Disconnected Reliability (Titanic Pattern)

Once you realize that Majordomo is a “reliable” message broker, you might be tempted to add some spinning rust (that is, ferrous-based hard disk platters). After all, this works for all the enterprise messaging systems. It’s such a tempting idea that it’s a little sad to have to be negative toward it. But brutal cynicism is one of my specialties. So, some reasons you don’t want rust-based brokers sitting in the center of your architecture are:

  • As you’ve seen, the Lazy Pirate client performs surprisingly well. It works across a whole range of architectures, from direct client-to-server to distributed queue proxies. It does tend to assume that workers are stateless and idempotent, but we can work around that limitation without resorting to rust.

  • Rust brings a whole set of problems, from slow performance to additional pieces that you have to manage, repair, and handle 6 a.m. panics from, as they inevitably break at the start of daily operations. The beauty of the Pirate patterns in general is their simplicity. They won’t crash. And if you’re still worried about the hardware, you can move to a peer-to-peer pattern that has no broker at all (I’ll explain that later in this chapter).

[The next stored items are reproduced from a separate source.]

//! ISO 4217 alphabetic → numeric currency codes (EMV tag 53)

/// Numeric code used when the currency is missing or unknown (INR).
pub const DEFAULT_NUMERIC: &str = "356";

const CURRENCIES: &[(&str, &str)] = &[
    ("AED", "784"),
    ("AUD", "036"),
    ("CNY", "156"),
    ("EUR", "978"),
    ("GBP", "826"),
    ("HKD", "344"),
    ("IDR", "360"),
    ("INR", "356"),
    ("JPY", "392"),
    ("MYR", "458"),
    ("PHP", "608"),
    ("SGD", "702"),
    ("THB", "764"),
    ("USD", "840"),
    ("VND", "704"),
];

/// Resolves an alphabetic code (case-insensitive) to its numeric code.
///
/// Unknown or empty codes fall back to [`DEFAULT_NUMERIC`].
pub fn numeric_code(alpha: &str) -> &'static str {
    let upper = alpha.trim().to_ascii_uppercase();
    match CURRENCIES.iter().find(|(a, _)| *a == upper) {
        Some((_, numeric)) => *numeric,
        None => {
            if !upper.is_empty() {
                log::warn!("Unknown currency {:?}, falling back to {}", alpha, DEFAULT_NUMERIC);
            }
            DEFAULT_NUMERIC
        }
    }
}

/// Reverse lookup, numeric → alphabetic.
pub fn alpha_code(numeric: &str) -> Option<&'static str> {
    CURRENCIES
        .iter()
        .find(|(_, n)| *n == numeric)
        .map(|(alpha, _)| *alpha)
}

#[cfg(test)]
mod tests {
    use super::*;

    #[test]
    fn test_known_codes() {
        assert_eq!(numeric_code("INR"), "356");
        assert_eq!(numeric_code("SGD"), "702");
        assert_eq!(numeric_code("USD"), "840");
    }

    #[test]
    fn test_case_insensitive() {
        assert_eq!(numeric_code("sgd"), "702");
        assert_eq!(numeric_code(" usd "), "840");
    }

    #[test]
    fn test_unknown_falls_back_to_inr() {
        assert_eq!(numeric_code("XYZ"), numeric_code("INR"));
        assert_eq!(numeric_code(""), DEFAULT_NUMERIC);
    }

    #[test]
    fn test_reverse_lookup() {
        assert_eq!(alpha_code("702"), Some("SGD"));
        assert_eq!(alpha_code("999"), None);
    }

    #[test]
    fn test_table_is_consistent() {
        for (alpha, numeric) in CURRENCIES {
            assert_eq!(alpha.len(), 3);
            assert_eq!(numeric.len(), 3);
            assert_eq!(alpha_code(numeric), Some(*alpha));
        }
    }
}
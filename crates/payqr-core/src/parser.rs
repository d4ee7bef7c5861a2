//! Interpretation of decoded QR text
//!
//! `upi://` deep links are split into their query parameters; anything else
//! (including EMVCo payloads) is returned as raw text.

use std::collections::BTreeMap;

use serde::{Deserialize, Serialize};

const UPI_PREFIX: &str = "upi://";

/// Decoded QR text with optional deep-link parameters
#[derive(Debug, Clone, Serialize, Deserialize, PartialEq, Eq)]
pub struct DecodedQr {
    pub raw: String,
    #[serde(default, skip_serializing_if = "Option::is_none")]
    pub params: Option<BTreeMap<String, String>>,
}

impl DecodedQr {
    pub fn param(&self, key: &str) -> Option<&str> {
        self.params.as_ref()?.get(key).map(String::as_str)
    }
}

/// Parses text produced by a QR symbol reader. Never fails.
pub fn parse_decoded_text(raw: &str) -> DecodedQr {
    if !raw.starts_with(UPI_PREFIX) {
        return DecodedQr { raw: raw.to_string(), params: None };
    }

    let query = raw.split_once('?').map(|(_, q)| q).unwrap_or("");
    DecodedQr {
        raw: raw.to_string(),
        params: Some(parse_query(query)),
    }
}

/// `application/x-www-form-urlencoded` parsing; later duplicates win.
fn parse_query(query: &str) -> BTreeMap<String, String> {
    let mut params = BTreeMap::new();
    for pair in query.split('&').filter(|p| !p.is_empty()) {
        let (key, value) = pair.split_once('=').unwrap_or((pair, ""));
        params.insert(form_decode(key), form_decode(value));
    }
    params
}

fn form_decode(s: &str) -> String {
    let spaced = s.replace('+', " ");
    let bytes = urlencoding::decode_binary(spaced.as_bytes());
    String::from_utf8_lossy(&bytes).into_owned()
}

#[cfg(test)]
mod tests {
    use super::*;

    #[test]
    fn test_upi_deep_link() {
        let raw = "upi://pay?pa=merchant@bank&pn=Test%20Shop&am=12.50";
        let decoded = parse_decoded_text(raw);
        assert_eq!(decoded.raw, raw);
        assert_eq!(decoded.param("pa"), Some("merchant@bank"));
        assert_eq!(decoded.param("pn"), Some("Test Shop"));
        assert_eq!(decoded.param("am"), Some("12.50"));
        assert_eq!(decoded.params.as_ref().map(|p| p.len()), Some(3));
    }

    #[test]
    fn test_opaque_text() {
        let decoded = parse_decoded_text("some-non-upi-string");
        assert_eq!(decoded.raw, "some-non-upi-string");
        assert_eq!(decoded.params, None);

        let json = serde_json::to_value(&decoded).unwrap();
        assert!(json.get("params").is_none());
    }

    #[test]
    fn test_form_semantics() {
        let decoded = parse_decoded_text("upi://pay?pn=A+B&&flag&tn=x%3Dy&pa=first&pa=second");
        let params = decoded.params.unwrap();
        assert_eq!(params["pn"], "A B");
        assert_eq!(params["flag"], "");
        assert_eq!(params["tn"], "x=y");
        assert_eq!(params["pa"], "second");
    }

    #[test]
    fn test_upi_without_query() {
        let decoded = parse_decoded_text("upi://pay");
        assert_eq!(decoded.params, Some(BTreeMap::new()));
    }

    #[test]
    fn test_query_after_first_question_mark() {
        let decoded = parse_decoded_text("upi://pay?tn=what?&am=1");
        assert_eq!(decoded.param("tn"), Some("what?"));
        assert_eq!(decoded.param("am"), Some("1"));
    }

    #[test]
    fn test_invalid_utf8_is_replaced() {
        let decoded = parse_decoded_text("upi://pay?pn=%FF");
        assert_eq!(decoded.param("pn"), Some("\u{FFFD}"));
    }

    #[test]
    fn test_emv_payload_stays_opaque() {
        let decoded = parse_decoded_text("00020101021226370009SG.PAYNOW01010021065912345670301163049C1A");
        assert!(decoded.params.is_none());
    }
}
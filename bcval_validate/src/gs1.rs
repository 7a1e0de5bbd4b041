use itertools::Itertools;

use bcval_core::standard::{GS1_AI_GTIN, GTIN_BASE_LEN};

use crate::checksum::{digit_values, CheckDigit, CheckDigitError, Mod10};

/// Application identifier segment of a GS1 payload, e.g. `(17)250712`.
#[derive(Debug, Clone, Copy, PartialEq, Eq)]
pub struct Gs1Segment<'a> {
    /// Digits between the parentheses.
    pub ai: &'a str,
    /// Data following the closing parenthesis up to the next segment.
    pub value: &'a str,
}

/// GS1 payload split into its AI segments.
#[derive(Debug, Clone, PartialEq, Eq)]
pub struct Gs1Payload<'a> {
    segments: Vec<Gs1Segment<'a>>,
}

impl<'a> Gs1Payload<'a> {
    /// Segments in order of appearance.
    pub fn segments(&self) -> &[Gs1Segment<'a>] {
        &self.segments
    }

    /// Value of the first segment tagged with `ai`.
    pub fn get(&self, ai: &str) -> Option<&'a str> {
        self.segments
            .iter()
            .find(|segment| segment.ai == ai)
            .map(|segment| segment.value)
    }

    /// The GTIN field. Always present on a parsed payload.
    pub fn gtin(&self) -> Option<&'a str> {
        self.get(GS1_AI_GTIN)
    }
}

impl std::fmt::Display for Gs1Payload<'_> {
    fn fmt(&self, f: &mut std::fmt::Formatter<'_>) -> std::fmt::Result {
        let joined = self
            .segments
            .iter()
            .format_with("", |segment, f| f(&format_args!("({}){}", segment.ai, segment.value)));
        write!(f, "{}", joined)
    }
}

#[derive(Debug, Clone, PartialEq, Eq, thiserror::Error)]
pub enum Gs1Error {
    #[error("empty GS1 payload")]
    Empty,
    #[error("GS1 payload of {len} characters exceeds the budget of {budget}")]
    OverBudget { len: usize, budget: usize },
    #[error("malformed application identifier at offset {0}")]
    MalformedAi(usize),
    #[error("missing GTIN application identifier (01)")]
    MissingGtin,
    #[error("GTIN field '{0}' is not made of 13 or 14 digits")]
    GtinLength(String),
    #[error("GTIN {0}")]
    GtinCheckDigit(#[from] CheckDigitError),
}

/// Scanner for GS1 payloads written in the human readable `(AI)value(AI)value...` form.
#[derive(Debug, Clone, Copy, PartialEq, Eq)]
pub struct Gs1Parser {
    budget: usize,
}

impl Gs1Parser {
    /// Construct a parser rejecting payloads longer than `budget` characters.
    pub fn new(budget: usize) -> Self {
        Self { budget }
    }

    pub fn budget(&self) -> usize {
        self.budget
    }

    /// Parse `raw` and validate its GTIN field. Segments other than the GTIN are not inspected.
    /// # Example
    /// ```
    /// use bcval_validate::Gs1Parser;
    /// let parser = Gs1Parser::new(52);
    /// let payload = parser.parse("(01)12244668801011(17)250712").unwrap();
    /// assert_eq!(payload.gtin(), Some("12244668801011"));
    /// assert_eq!(payload.get("17"), Some("250712"));
    /// assert!(parser.parse("(17)250712").is_err());
    /// ```
    pub fn parse<'a>(&self, raw: &'a str) -> Result<Gs1Payload<'a>, Gs1Error> {
        if raw.is_empty() {
            return Err(Gs1Error::Empty);
        }
        let len = raw.chars().count();
        if len > self.budget {
            return Err(Gs1Error::OverBudget {
                len,
                budget: self.budget,
            });
        }
        let payload = Gs1Payload {
            segments: scan_segments(raw)?,
        };
        let gtin = payload.gtin().ok_or(Gs1Error::MissingGtin)?;
        check_gtin(gtin)?;
        Ok(payload)
    }
}

/// Split `raw` into `(AI)value` segments.
fn scan_segments(raw: &str) -> Result<Vec<Gs1Segment<'_>>, Gs1Error> {
    let mut chars = raw.char_indices().peekable();
    let mut segments = Vec::new();
    while let Some((open, c)) = chars.next() {
        if c != '(' {
            return Err(Gs1Error::MalformedAi(open));
        }
        let ai_len = chars
            .peeking_take_while(|&(_, c)| c.is_ascii_digit())
            .count();
        let close = match chars.next() {
            Some((close, ')')) if ai_len > 0 => close,
            _ => return Err(Gs1Error::MalformedAi(open)),
        };
        let value_start = close + 1;
        let value_end = chars
            .peeking_take_while(|&(_, c)| c != '(')
            .last()
            .map_or(value_start, |(i, c)| i + c.len_utf8());
        segments.push(Gs1Segment {
            ai: &raw[open + 1..close],
            value: &raw[value_start..value_end],
        });
    }
    Ok(segments)
}

/// Validate a GTIN field: 13 digits with the check digit omitted, or 14 digits with a valid check digit.
fn check_gtin(gtin: &str) -> Result<(), Gs1Error> {
    let digits = digit_values(gtin)
        .filter(|digits| digits.len() == GTIN_BASE_LEN || digits.len() == GTIN_BASE_LEN + 1)
        .ok_or_else(|| Gs1Error::GtinLength(gtin.to_owned()))?;
    if digits.len() == GTIN_BASE_LEN + 1 {
        Mod10::GS1.check(&digits)?;
    }
    Ok(())
}
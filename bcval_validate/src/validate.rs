use std::sync::OnceLock;

use tracing::{debug, trace};

use bcval_core::standard;
use bcval_core::{SymbologyTable, SymbologyTag, UnknownSymbology};

use crate::checksum::CheckDigitError;
use crate::gs1::Gs1Error;
use crate::rule::{self, SymbologyRule};

/// Capacity ceilings of the variable-length symbologies.
#[derive(Debug, Clone, Copy, PartialEq, Eq)]
pub struct Limits {
    /// UTF-8 bytes of a QR code payload.
    pub qr_bytes: usize,
    /// UTF-8 bytes of a PDF417 payload.
    pub pdf417_bytes: usize,
    /// Characters of a Code 39, Code 128 or NW-7 payload.
    pub linear_chars: usize,
    /// Characters of a GS1 DataMatrix payload.
    pub gs1_chars: usize,
}

impl Default for Limits {
    fn default() -> Self {
        Self {
            qr_bytes: standard::DEFAULT_QR_CAPACITY,
            pdf417_bytes: standard::DEFAULT_PDF417_CAPACITY,
            linear_chars: standard::DEFAULT_LINEAR_CAPACITY,
            gs1_chars: standard::DEFAULT_GS1_BUDGET,
        }
    }
}

/// Reason a payload cannot be encoded.
#[derive(Debug, Clone, PartialEq, Eq, thiserror::Error)]
pub enum Rejection {
    #[error("empty payload")]
    Empty,
    #[error("character {ch:?} at position {index} cannot be encoded")]
    InvalidChar { index: usize, ch: char },
    #[error("length {len} is not accepted")]
    Length { len: usize },
    #[error("payload size {size} exceeds capacity {capacity}")]
    Capacity { size: usize, capacity: usize },
    #[error("payload must start with '{0}'")]
    Leading(char),
    #[error(transparent)]
    CheckDigit(#[from] CheckDigitError),
    #[error("malformed payload: {0}")]
    Malformed(&'static str),
    #[error(transparent)]
    Gs1(#[from] Gs1Error),
}

/// Validator of barcode payloads against the rule catalog.
#[derive(Debug, Clone)]
pub struct Validator {
    limits: Limits,
    rules: SymbologyTable<SymbologyRule>,
}

impl Validator {
    /// Construct a validator with the default [Limits].
    pub fn new() -> Self {
        Self::build(Limits::default())
    }

    fn build(limits: Limits) -> Self {
        let rules = rule::catalog(&limits);
        debug!("built symbology catalog with limits {:?}", limits);
        Self { limits, rules }
    }

    /// Get the current limits.
    pub fn limits(&self) -> &Limits {
        &self.limits
    }

    /// Replace every limit with `limits`.
    pub fn with_limits(self, limits: Limits) -> Self {
        Self::build(limits)
    }

    /// Limit QR code payloads to `bytes` UTF-8 bytes.
    pub fn with_qr_capacity(self, bytes: usize) -> Self {
        let limits = Limits {
            qr_bytes: bytes,
            ..self.limits
        };
        self.with_limits(limits)
    }

    /// Limit PDF417 payloads to `bytes` UTF-8 bytes.
    pub fn with_pdf417_capacity(self, bytes: usize) -> Self {
        let limits = Limits {
            pdf417_bytes: bytes,
            ..self.limits
        };
        self.with_limits(limits)
    }

    /// Limit Code 39, Code 128 and NW-7 payloads to `chars` characters.
    pub fn with_linear_capacity(self, chars: usize) -> Self {
        let limits = Limits {
            linear_chars: chars,
            ..self.limits
        };
        self.with_limits(limits)
    }

    /// Limit GS1 DataMatrix payloads to `chars` characters.
    pub fn with_gs1_budget(self, chars: usize) -> Self {
        let limits = Limits {
            gs1_chars: chars,
            ..self.limits
        };
        self.with_limits(limits)
    }

    /// Get the rule applied to `tag`.
    pub fn rule(&self, tag: SymbologyTag) -> &SymbologyRule {
        &self.rules[tag]
    }

    /// Check `input` against the rule of `tag`, reporting why it is rejected.
    pub fn check(&self, tag: SymbologyTag, input: &str) -> Result<(), Rejection> {
        let result = self.rules[tag].check(input);
        match &result {
            Ok(()) => trace!("accepted {} payload of {} B", tag, input.len()),
            Err(reason) => debug!("rejected {} payload: {}", tag, reason),
        }
        result
    }

    /// Determine whether `input` can be encoded as `tag`.
    /// # Example
    /// ```
    /// use bcval_core::SymbologyTag;
    /// use bcval_validate::Validator;
    /// let validator = Validator::new();
    /// assert!(validator.validate(SymbologyTag::Ean13, "1111111111116"));
    /// assert!(!validator.validate(SymbologyTag::Ean13, "1111111111111"));
    /// ```
    pub fn validate(&self, tag: SymbologyTag, input: &str) -> bool {
        self.check(tag, input).is_ok()
    }

    /// Same as [Validator::validate] with the symbology given by name. Unknown names are an error, not a verdict.
    pub fn validate_str(&self, tag: &str, input: &str) -> Result<bool, UnknownSymbology> {
        let tag: SymbologyTag = tag.parse()?;
        Ok(self.validate(tag, input))
    }
}

impl Default for Validator {
    fn default() -> Self {
        Self::new()
    }
}

/// Validate `input` as `tag` with a shared default [Validator].
pub fn validate(tag: SymbologyTag, input: &str) -> bool {
    static DEFAULT: OnceLock<Validator> = OnceLock::new();
    DEFAULT.get_or_init(Validator::new).validate(tag, input)
}
use bcval_core::standard::{CODE128_MODULUS, CODE128_START_B};

/// Check digit algorithm over a sequence of symbol values.
pub trait CheckDigit {
    /// Compute the check value of `values`.
    fn compute(&self, values: &[u8]) -> u8;

    /// Check that the last element of `values` is the check value of the ones preceding it.
    fn check(&self, values: &[u8]) -> Result<(), CheckDigitError> {
        let (&found, data) = values.split_last().ok_or(CheckDigitError::Missing)?;
        let expected = self.compute(data);
        if expected == found {
            Ok(())
        } else {
            Err(CheckDigitError::Mismatch { expected, found })
        }
    }

    /// Determine whether the last element of `values` is the check value of the ones preceding it.
    fn verify(&self, values: &[u8]) -> bool {
        self.check(values).is_ok()
    }
}

#[derive(Debug, Clone, Copy, PartialEq, Eq, thiserror::Error)]
pub enum CheckDigitError {
    #[error("missing check digit")]
    Missing,
    #[error("check digit {found} does not match expected {expected}")]
    Mismatch { expected: u8, found: u8 },
}

/// Modulo-10 weighted sum. Weights alternate between `near` and `far`, starting with `near` on the rightmost data
/// digit.
#[derive(Debug, Clone, Copy, PartialEq, Eq)]
pub struct Mod10 {
    near: u8,
    far: u8,
}

impl Mod10 {
    /// Weights 3, 1, 3, ... used by EAN, UPC, ITF and GTIN.
    pub const GS1: Self = Self::new(3, 1);

    pub const fn new(near: u8, far: u8) -> Self {
        Self { near, far }
    }
}

impl CheckDigit for Mod10 {
    fn compute(&self, digits: &[u8]) -> u8 {
        let weights = [self.near, self.far].into_iter().cycle();
        let sum = digits
            .iter()
            .rev()
            .zip(weights)
            .fold(0u32, |acc, (&digit, weight)| {
                (acc + digit as u32 * weight as u32) % 10
            });
        ((10 - sum) % 10) as u8
    }
}

/// Modulo-103 weighted sum of Code 128. The start character has weight 1, data symbols are weighted by their 1-based
/// position.
#[derive(Debug, Clone, Copy, PartialEq, Eq)]
pub struct Mod103 {
    start: u8,
}

impl Mod103 {
    /// Checksum for symbols opened by the code set B start character.
    pub const SET_B: Self = Self::new(CODE128_START_B);

    pub const fn new(start: u8) -> Self {
        Self { start }
    }

    /// Compute the checksum of `text` in code set B, if every character is encodable there.
    /// # Example
    /// ```
    /// use bcval_validate::Mod103;
    /// assert_eq!(Mod103::SET_B.checksum_of("A"), Some(34));
    /// assert_eq!(Mod103::SET_B.checksum_of("ひ"), None);
    /// ```
    pub fn checksum_of(&self, text: &str) -> Option<u8> {
        use bcval_core::standard::code128_set_b_value;
        let values: Option<Vec<u8>> = text.chars().map(code128_set_b_value).collect();
        values.map(|values| self.compute(&values))
    }
}

impl CheckDigit for Mod103 {
    fn compute(&self, values: &[u8]) -> u8 {
        let modulus = CODE128_MODULUS as u32;
        let sum = values
            .iter()
            .zip(1u32..)
            .fold(self.start as u32 % modulus, |acc, (&value, position)| {
                (acc + (position % modulus) * value as u32) % modulus
            });
        sum as u8
    }
}

/// Convert an ASCII digit string to digit values. Returns `None` if any character is not a digit.
pub fn digit_values(code: &str) -> Option<Vec<u8>> {
    code.bytes()
        .map(|b| b.is_ascii_digit().then(|| b - b'0'))
        .collect()
}

/// Append the GS1 modulo-10 check digit to the digit string `code`.
/// # Example
/// ```
/// use bcval_validate::append_check_digit;
/// assert_eq!(append_check_digit("111111111111").as_deref(), Some("1111111111116"));
/// assert_eq!(append_check_digit("12a"), None);
/// ```
pub fn append_check_digit(code: &str) -> Option<String> {
    let digits = digit_values(code)?;
    let check = Mod10::GS1.compute(&digits);
    let mut completed = String::with_capacity(code.len() + 1);
    completed.push_str(code);
    completed.push(char::from(b'0' + check));
    Some(completed)
}

#[cfg(test)]
mod test {
    use super::*;
    use test_case::test_case;

    fn digits(code: &str) -> Vec<u8> {
        digit_values(code).unwrap()
    }

    #[test_case("111111111111", 6 ; "ean13 ones")]
    #[test_case("282222422922", 1 ; "ean13 mixed")]
    #[test_case("1111111", 5 ; "ean8 ones")]
    #[test_case("4444444", 0 ; "ean8 fours")]
    #[test_case("1111111111111", 3 ; "itf14 ones")]
    #[test_case("12345678901", 2 ; "upca sequence")]
    #[test_case("0111412", 6 ; "upce")]
    #[test_case("1224466880101", 1 ; "gtin")]
    fn test_gs1_compute(code: &str, expected: u8) {
        assert_eq!(Mod10::GS1.compute(&digits(code)), expected);
    }

    #[test]
    fn test_gs1_check() {
        assert_eq!(Mod10::GS1.check(&digits("1111111111116")), Ok(()));
        assert_eq!(
            Mod10::GS1.check(&digits("1111111111111")),
            Err(CheckDigitError::Mismatch {
                expected: 6,
                found: 1
            })
        );
        assert_eq!(Mod10::GS1.check(&[]), Err(CheckDigitError::Missing));
    }

    #[test]
    fn test_inverse_weights() {
        let inverse = Mod10::new(1, 3);
        // 1*1 + 2*3 + 3*1 = 10
        assert_eq!(inverse.compute(&[3, 2, 1]), 0);
        assert!(!inverse.verify(&[3, 2, 1, 1]));
    }

    #[test]
    fn test_mod103() {
        // 104 + 48*1 + 42*2 + 42*3 + 17*4 + 18*5 + 19*6 + 35*7 = 879
        assert_eq!(Mod103::SET_B.checksum_of("PJJ123C"), Some(55));
        assert_eq!(Mod103::SET_B.compute(&[]), 104 % 103);
        assert!(Mod103::SET_B.verify(&[33, 34]));
    }

    #[test]
    fn test_mod103_long_input_does_not_overflow() {
        let text = "~".repeat(100_000);
        assert!(Mod103::SET_B.checksum_of(&text).unwrap() < 103);
    }

    #[test]
    fn test_digit_values() {
        assert_eq!(digit_values("0907"), Some(vec![0, 9, 0, 7]));
        assert_eq!(digit_values("09 7"), None);
        assert_eq!(digit_values(""), Some(vec![]));
    }
}
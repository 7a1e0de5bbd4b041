mod color;
mod render;

pub use color::{normalize_color, DEFAULT_COLOR};
pub use render::{render_validated, RenderError, RenderRequest, RenderRequestBuilder, Renderer};
pub use render::{DEFAULT_BACKGROUND, DEFAULT_SIZE_MM};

Having said this, however, there is one sane use case for rust-based reliability, which is an asynchronous disconnected network. It solves a major problem with Pirate, namely that a client has to wait for an answer in real time. If clients and workers are only sporadically connected (think of email as an analogy), we can’t use a stateless network between clients and workers. We have to put state in the middle.

So, here’s the Titanic pattern (Figure 4-5), in which we write messages to disk to ensure they never get lost, no matter how sporadically clients and workers are connected. As we did for service discovery, we’re going to layer Titanic on top of MDP rather than extend it. It’s wonderfully lazy because it means we can implement our fire-and-forget reliability in a specialized worker, rather than in the broker. This is excellent for several reasons:

  • It is much easier because we divide and conquer: the broker handles message routing and the worker handles reliability.

  • It lets us mix brokers written in one language with workers written in another.

  • It lets us evolve the fire-and-forget technology independently.

The Titanic pattern

Figure 4-5. The Titanic pattern

The only downside is that there’s an extra network hop between broker and hard disk. The benefits are easily worth it.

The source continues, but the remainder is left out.